To use this feature, all you have to do is create a repository with the name [username].github.com (replacing [username] with your actual username) and then push your website's files to the repository. GitHub will automatically build your website every time you push changes to the repository and make it available at [username].github.com. As I mentioned before, you can only host static files, .htaccess files won't work either.

GitHub Pages is designed to be used for hosting documentation for your projects, but can be used just as well for hosting other simple websites. It's available to both free and paid accounts.

It's also possible to get GitHub to automatically build project sites for a specific repository in a sub directory of your subdomain by creating a special branch in that repository. For more information about this feature and others, visit the GitHub Pages home page.

GitHub Comments

  1. skopp

    How exactly is this working. What magic is this?!

  2. Rowno

    @skopp What are you referring to?

  3. skopp

    @Rowno I commented to your blog there.
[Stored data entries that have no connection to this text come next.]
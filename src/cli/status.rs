//! Status and audit commands - read the PID file and the audit store

use super::start::{is_running, read_pid};
use falco_responder::config::Settings;
use falco_responder::db::Database;
use falco_responder::truncate;
use std::path::Path;

pub async fn run(config: Option<&Path>) -> anyhow::Result<()> {
    println!("🛡️ falco-responder Status");
    println!("─────────────────");

    match read_pid().filter(|_| is_running()) {
        Some(pid) => println!("Status: 🟢 Running (pid {})", pid),
        None => {
            println!("Status: 🔴 Stopped");
            println!("\nRun 'falco-responder start' to start the responder");
        }
    }

    let settings = Settings::load(config)?;
    println!("Mode:    {}", settings.agent.mode);
    println!("Dry run: {}", settings.engine.dry_run);

    let Some(db) = open_store(&settings)? else {
        return Ok(());
    };

    let decisions = db.recent_decisions(5)?;
    if decisions.is_empty() {
        println!("\nNo decisions recorded yet");
    } else {
        println!("\nRecent decisions:");
        for d in decisions {
            println!(
                "  {} [{}] {:.2} {} cmd(s){} - {}",
                d.timestamp,
                d.risk_level.to_uppercase(),
                d.confidence,
                d.commands,
                if d.auto_execute { " auto" } else { "" },
                truncate(&d.summary, 60)
            );
        }
    }
    Ok(())
}

pub async fn audit(config: Option<&Path>, limit: usize, verify: bool) -> anyhow::Result<()> {
    let settings = Settings::load(config)?;
    let Some(db) = open_store(&settings)? else {
        return Ok(());
    };

    let entries = db.recent_audit(limit)?;
    if entries.is_empty() {
        println!("No audit entries");
    }
    for e in &entries {
        println!(
            "#{:<5} {} {:<28} {} {}",
            e.sequence,
            e.timestamp.format("%Y-%m-%d %H:%M:%S%.3f"),
            e.action.as_str(),
            e.command_id,
            truncate(&e.details.to_string(), 80)
        );
    }

    if verify {
        if db.verify_chain()? {
            println!("\n🔐 Audit chain intact");
        } else {
            println!("\n🚨 Audit chain verification FAILED");
            std::process::exit(1);
        }
    }
    Ok(())
}

fn open_store(settings: &Settings) -> anyhow::Result<Option<Database>> {
    if !settings.audit.enabled {
        println!("\nAudit store disabled");
        return Ok(None);
    }
    let path = settings.audit.resolved_db_path();
    if !path.exists() {
        println!("\nNo audit store at {}", path.display());
        return Ok(None);
    }
    Ok(Some(Database::open(&path)?))
}
#[derive(Debug, thiserror::Error)]
pub enum AgentError {
    #[error("agent is not running")]
    NotRunning,
    #[error("agent is already {0:?}")]
    AlreadyRunning(AgentState),
    #[error("event queue is full")]
    QueueFull,
    #[error("operation not allowed while {0:?}")]
    InvalidState(AgentState),
    #[error("learning is disabled")]
    LearningDisabled,
    #[error("invalid config update: {0}")]
    InvalidConfig(String),
    #[error(transparent)]
    Engine(#[from] EngineError),
}

#[derive(Debug, Clone, Copy, PartialEq, Eq, Serialize)]
#[serde(rename_all = "snake_case")]
pub enum AgentState {
    Stopped,
    Starting,
    Running,
    Paused,
    Error,
}

#[derive(Debug, Clone, Copy, PartialEq, Eq, Default, Serialize, Deserialize)]
#[serde(rename_all = "snake_case")]
pub enum AgentMode {
    /// Analyze only
    Passive,
    /// Require approval
    #[default]
    SemiAuto,
    /// May self-execute
    Auto,
    /// Observe only, record feedback
    Learning,
}

impl std::fmt::Display for AgentMode {
    fn fmt(&self, f: &mut std::fmt::Formatter<'_>) -> std::fmt::Result {
        match self {
            AgentMode::Passive => write!(f, "passive"),
            AgentMode::SemiAuto => write!(f, "semi_auto"),
            AgentMode::Auto => write!(f, "auto"),
            AgentMode::Learning => write!(f, "learning"),
        }
    }
}

impl std::str::FromStr for AgentMode {
    type Err = String;

    fn from_str(s: &str) -> Result<Self, Self::Err> {
        match s.trim().to_lowercase().replace('-', "_").as_str() {
            "passive" => Ok(AgentMode::Passive),
            "semi_auto" | "semiauto" => Ok(AgentMode::SemiAuto),
            "auto" => Ok(AgentMode::Auto),
            "learning" => Ok(AgentMode::Learning),
            other => Err(format!("unknown agent mode: {}", other)),
        }
    }
}

#[derive(Debug, Clone, Serialize, Deserialize)]
#[serde(default)]
pub struct AgentConfig {
    pub mode: AgentMode,
    /// Worker loops pulling from the event queue
    pub workers: usize,
    pub queue_capacity: usize,
    pub decision_threshold: f64,
    pub auto_execute_threshold: f64,
    pub decision_history: usize,
    pub enable_learning: bool,
    pub risk_tolerance: RiskTolerance,
    pub response_time_target_secs: f64,
    pub enable_proactive_hunting: bool,
    pub hunting_interval_minutes: u64,
    pub metrics_interval_secs: u64,
    pub poll_timeout_ms: u64,
    pub stop_timeout_secs: u64,
    /// In semi-auto mode, queue non-auto commands for human review
    pub semi_auto_submit: bool,
}

impl Default for AgentConfig {
    fn default() -> Self {
        Self {
            mode: AgentMode::SemiAuto,
            workers: 5,
            queue_capacity: 1000,
            decision_threshold: 0.7,
            auto_execute_threshold: 0.9,
            decision_history: 1000,
            enable_learning: true,
            risk_tolerance: RiskTolerance::Medium,
            response_time_target_secs: 30.0,
            enable_proactive_hunting: false,
            hunting_interval_minutes: 60,
            metrics_interval_secs: 60,
            poll_timeout_ms: 1000,
            stop_timeout_secs: 10,
            semi_auto_submit: true,
        }
    }
}
//! Analysis collaborators

use crate::{Finding, RiskLevel, SecurityEvent};
use anyhow::{bail, Context};
use async_trait::async_trait;
use serde_json::Value;

/// Turns a raw event into a structured finding
#[async_trait]
pub trait Analyzer: Send + Sync {
    async fn analyze(&self, event: &SecurityEvent) -> anyhow::Result<Finding>;
}

/// Reads a finding that was analyzed upstream and embedded in the event.
///
/// Accepts `{"finding": {...}}` or a bare finding object as payload.
/// Proactive hunting events are summarized into a finding of their own.
pub struct EmbeddedFindingAnalyzer;

#[async_trait]
impl Analyzer for EmbeddedFindingAnalyzer {
    async fn analyze(&self, event: &SecurityEvent) -> anyhow::Result<Finding> {
        let mut finding = if event.event_type == super::hunting::HUNTING_EVENT_TYPE {
            summarize_hunt(&event.payload)
        } else {
            let raw = match event.payload.get("finding") {
                Some(inner) => inner.clone(),
                None if event.payload.get("summary").is_some() => event.payload.clone(),
                None => bail!("event {} carries no finding", event.id),
            };
            serde_json::from_value::<Finding>(raw)
                .with_context(|| format!("malformed finding in event {}", event.id))?
        };
        if finding.event_id.is_none() {
            finding.event_id = Some(event.id.clone());
        }
        finding.normalize();
        Ok(finding)
    }
}

fn summarize_hunt(payload: &Value) -> Finding {
    let results = payload.get("hunting_results").unwrap_or(payload);
    let list = |key: &str| -> Vec<Value> {
        results
            .get(key)
            .and_then(|v| v.as_array())
            .cloned()
            .unwrap_or_default()
    };
    let anomalies = list("anomaly_patterns");
    let chains = list("behavior_anomalies");

    let score = anomalies
        .iter()
        .chain(chains.iter())
        .filter_map(|v| v.get("risk_score").or_else(|| v.get("confidence")))
        .filter_map(|v| v.as_f64())
        .fold(0.0_f64, f64::max);
    let risk = if score >= 0.9 {
        RiskLevel::High
    } else {
        RiskLevel::Medium
    };

    let mut finding = Finding::new(
        format!(
            "Proactive hunting found {} anomalous pattern(s) and {} suspicious behavior chain(s)",
            anomalies.len(),
            chains.len()
        ),
        risk,
        score,
    );
    finding.remediation_steps.push("Review the hunting results and correlate with recent alerts".to_string());
    finding
}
Immediate relay to it

  4. skopp

    I'm interested in sub-modules too.... how could I get an Li3 submodules to a grandmaster > gh-pages / master / dev > ___? sort of setup?

  5. Rowno

    I'm not sure what you're trying to achieve (I don't know anything about Li3), but GitHub will automatically pull in submodules during page build.

  6. skopp

    Thanks... I imagine it's the submodule concept that's the main bit, regardless of the repo.
    I've got a weird issue, nobody has been able to answer this one yet and yes, I read the manual :)

  7. skopp

    I guess I'm just doing some "homework" before trying blindly and making a mess. May I ask you to verify my assumption that if I git init a repo within an already initialized repo it becomes a submodule (provided it's compatible)?

    Eg.
    cd My_files/repoA && git init
    I then do whatever and commit and push.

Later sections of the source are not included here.